Johnson is never more imposing than when seen from the lefthanded batter's box. He-slings the ball with a three-quarters delivery at the end of a 38-inch arm. That means the baseball leaves his hand from a point about three feet behind a batter's back—yet it often winds up on the outside corner of the plate. As the ball cuts across the hitter's field of vision, the batter must decide in the blink of an eye whether the pitch is an 88-mph slider that will snap down and away, a 91-mph two-seam fastball that will sink or a 99-mph fastball that just might have slipped out of Johnson's hand.
"When a pitcher has one slip, it's going to sail up on the side of his pitching hand—right at your head," says Anaheim Angels lefthanded hitter Jim Edmonds. "What makes Johnson even tougher is that he's a little bit wild. There's nobody like him. On the one hand, I hope I do get in the lineup against him. On the other hand, I hope I don't. You know what I mean?"
Says another American League left-handed batter, "I believe Randy doesn't throw as hard to lefthanders because he's afraid of what might happen if a ball gets away from him."
Through Sunday, of the 6,919 batters Johnson had faced in his 10-year career, only 699 had been lefthanders, and they had hit .197 against him. Lefthanded batters aside, Johnson may represent more of a danger to himself than to hitters. His physiology is ill-suited to the violence of throwing a ball so hard and so often. For one, he has a long spine. For another, "he doesn't have a lot of thigh mass and buttocks mass, so he may have to use his spine and trunk more than most pitchers to generate velocity on the ball," says Stanley Herring, a physiatrist who is part of Johnson's cadre of trainers and doctors. "Fifty percent of Randy's velocity comes from his spine and trunk."
Last season the lowest lumbar disk in Johnson's back gave out from all the torque. Disk matter oozed like jelly from a doughnut. He underwent surgery on Sept. 12, two days after his 33rd birthday, to have the matter removed. "I felt like I was training for the Olympics." Johnson says of the rigorous off-season program he went through to rehabilitate his back. "I'm still not out of the woods yet, and I know I won't be until I have a whole year under my belt."

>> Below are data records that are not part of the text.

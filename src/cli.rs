//! Command-line interface.
//!
//! Defined outside `main.rs` so tests can parse arguments and resolve the
//! effective configuration without spawning the binary.

use std::path::PathBuf;

use clap::Parser;

use crate::config::{load_config, validate_config, ConfigError, GatewayConfig};

#[derive(Parser, Debug)]
#[command(name = "booking-gateway")]
#[command(about = "Forwards /api requests of the booking site to the backend", long_about = None)]
pub struct Cli {
    /// TOML configuration file. Defaults apply when omitted.
    #[arg(short, long, env = "GATEWAY_CONFIG")]
    pub config: Option<PathBuf>,

    /// Override `listener.bind_address`.
    #[arg(short, long)]
    pub bind: Option<String>,

    /// Override the backend origin (takes precedence over BACKEND_URL).
    #[arg(long)]
    pub backend_url: Option<String>,
}

impl Cli {
    /// Resolve the effective configuration: file, then environment, then flags.
    pub fn resolve_config<F>(&self, env: F) -> Result<GatewayConfig, ConfigError>
    where
        F: Fn(&str) -> Option<String>,
    {
        let mut config = match &self.config {
            Some(path) => load_config(path)?,
            None => GatewayConfig::default(),
        };

        config.apply_env(env);

        if let Some(bind) = &self.bind {
            config.listener.bind_address = bind.clone();
        }
        if let Some(url) = &self.backend_url {
            config.backend.url = Some(url.clone());
        }

        validate_config(&config).map_err(ConfigError::Validation)?;
        Ok(config)
    }
}
//! Upstream URL construction.
//!
//! # Design Decisions
//! - The `/api/v1` prefix belongs to the gateway, callers only supply the tail
//! - The tail is taken still percent-encoded and copied as-is, so `%2F`, `%3F`
//!   and friends stay inside their segment
//! - Dot segments (literal or percent-encoded) are refused, they would climb
//!   out of the prefix once the URL is normalized
//! - Trailing slashes on the origin and empty path segments are dropped, so the
//!   target never contains `//` after the authority

use std::fmt;

use url::Url;

use crate::error::GatewayError;

/// Version prefix prepended to every forwarded path.
pub const API_VERSION_PREFIX: &str = "api/v1";

/// Normalized backend origin (no trailing slash).
#[derive(Debug, Clone, PartialEq, Eq)]
pub struct BackendOrigin {
    raw: String,
    url: Url,
}

impl BackendOrigin {
    /// Normalize a configured origin. Blank or unparseable values yield `None`.
    pub fn parse(raw: &str) -> Option<Self> {
        let trimmed = raw.trim().trim_end_matches('/');
        if trimmed.is_empty() {
            return None;
        }
        let url = Url::parse(trimmed).ok().filter(|url| !url.cannot_be_a_base())?;
        Some(Self {
            raw: trimmed.to_string(),
            url,
        })
    }

    pub fn as_str(&self) -> &str {
        &self.raw
    }
}

impl fmt::Display for BackendOrigin {
    fn fmt(&self, f: &mut fmt::Formatter<'_>) -> fmt::Result {
        f.write_str(&self.raw)
    }
}

/// Split the still-encoded path tail into its non-empty segments.
///
/// Fails with [`GatewayError::InvalidPath`] on any segment that a URL parser
/// would resolve as `.` or `..`.
pub fn path_segments(encoded_tail: &str) -> Result<Vec<&str>, GatewayError> {
    encoded_tail
        .split('/')
        .filter(|s| !s.is_empty())
        .map(|segment| {
            if is_unsafe_segment(segment) {
                Err(GatewayError::InvalidPath)
            } else {
                Ok(segment)
            }
        })
        .collect()
}

fn is_unsafe_segment(segment: &str) -> bool {
    // `\` is a path separator for http(s) URLs.
    if segment.contains('\\') {
        return true;
    }
    let lowered = segment.to_ascii_lowercase();
    matches!(
        lowered.as_str(),
        "." | ".." | "%2e" | ".%2e" | "%2e." | "%2e%2e"
    )
}

/// Build `<origin>/api/v1/<segments>[?query]`.
///
/// Segments must come from [`path_segments`]; they are inserted without
/// re-encoding.
pub fn upstream_url(origin: &BackendOrigin, segments: &[&str], query: Option<&str>) -> Url {
    let mut url = origin.url.clone();
    let path = format!(
        "{}/{}/{}",
        url.path().trim_end_matches('/'),
        API_VERSION_PREFIX,
        segments.join("/")
    );
    url.set_path(&path);
    url.set_query(query.filter(|q| !q.is_empty()));
    url
}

This is what the highlight reels didn't show you from Johnson's 19-strikeout game: Between innings he watched the game on television while lying on his back on a table in the trainer's room with his feet propped up on a foam block. In Texas during his previous start, he lay on a blanket of towels on the floor of the runway between the dugout and the clubhouse until it was time to pitch again. Johnson cannot stand or sit for a prolonged period, a lesson he painfully learned while watching a three-hour Smashing Pumpkins concert last winter.
In whiffing 19 A's, Johnson threw 142 pitches and came within two strikes of an unprecedented 21 punchouts, getting a pop-up, a strikeout and a fly ball in the ninth inning on two-strike counts. "A special occasion," he said afterward of his high pitch count (his limit: about 130 deliveries). "You never know if you're going to get that kind of opportunity again."
Johnson celebrated by having a doctor examine his back, as he does after every start, to make sure his spine had not rotated out of alignment. Then he Hopped onto his stomach on the trainer's table and was blanketed with 11 ice bags: three on his left arm, two on his back and two on each hamstring and one on each calf "to calm the nerves" that run from the back to the legs. "I was shivering so much I had to go thaw out in the shower," he says. Then he drove home and took one pill that reduces muscle inflammation and another that soothes the nerves in his legs. For an hour he wore an electrified therapeutic rubber sleeve that helps restore proper blood flow up his left arm and through the shoulder.
The next day, despite some pain in his lower back, he began his usual four-day, poststart regimen, which is filled with weight training, rubdowns, icedowns, stationary bike work and specialized exercises. Last Friday, three days after the 19-strikeout performance, he underwent an MRI to get a midseason report card on his back. "It looks very good," Herring said after reading the MRI. "But what you have to remember is, this is management, not a cure."
Johnson travels with more gadgets and props than Gallagher. He packs bungee cords (for resistance training and stretching exercises), a portable electrical stimulation machine, a large green inflatable ball (for doing back exercises), a three-foot fiberglass pole (to be grasped in the middle and wiggled to strengthen the arm muscles) and a foam block that looks like a pitching rubber with a rounded bottom. When he steps on the block with his left foot and raises his other—mimicking the start of his windup—the block rolls, forcing him to maintain his balance by using his abdominal muscles.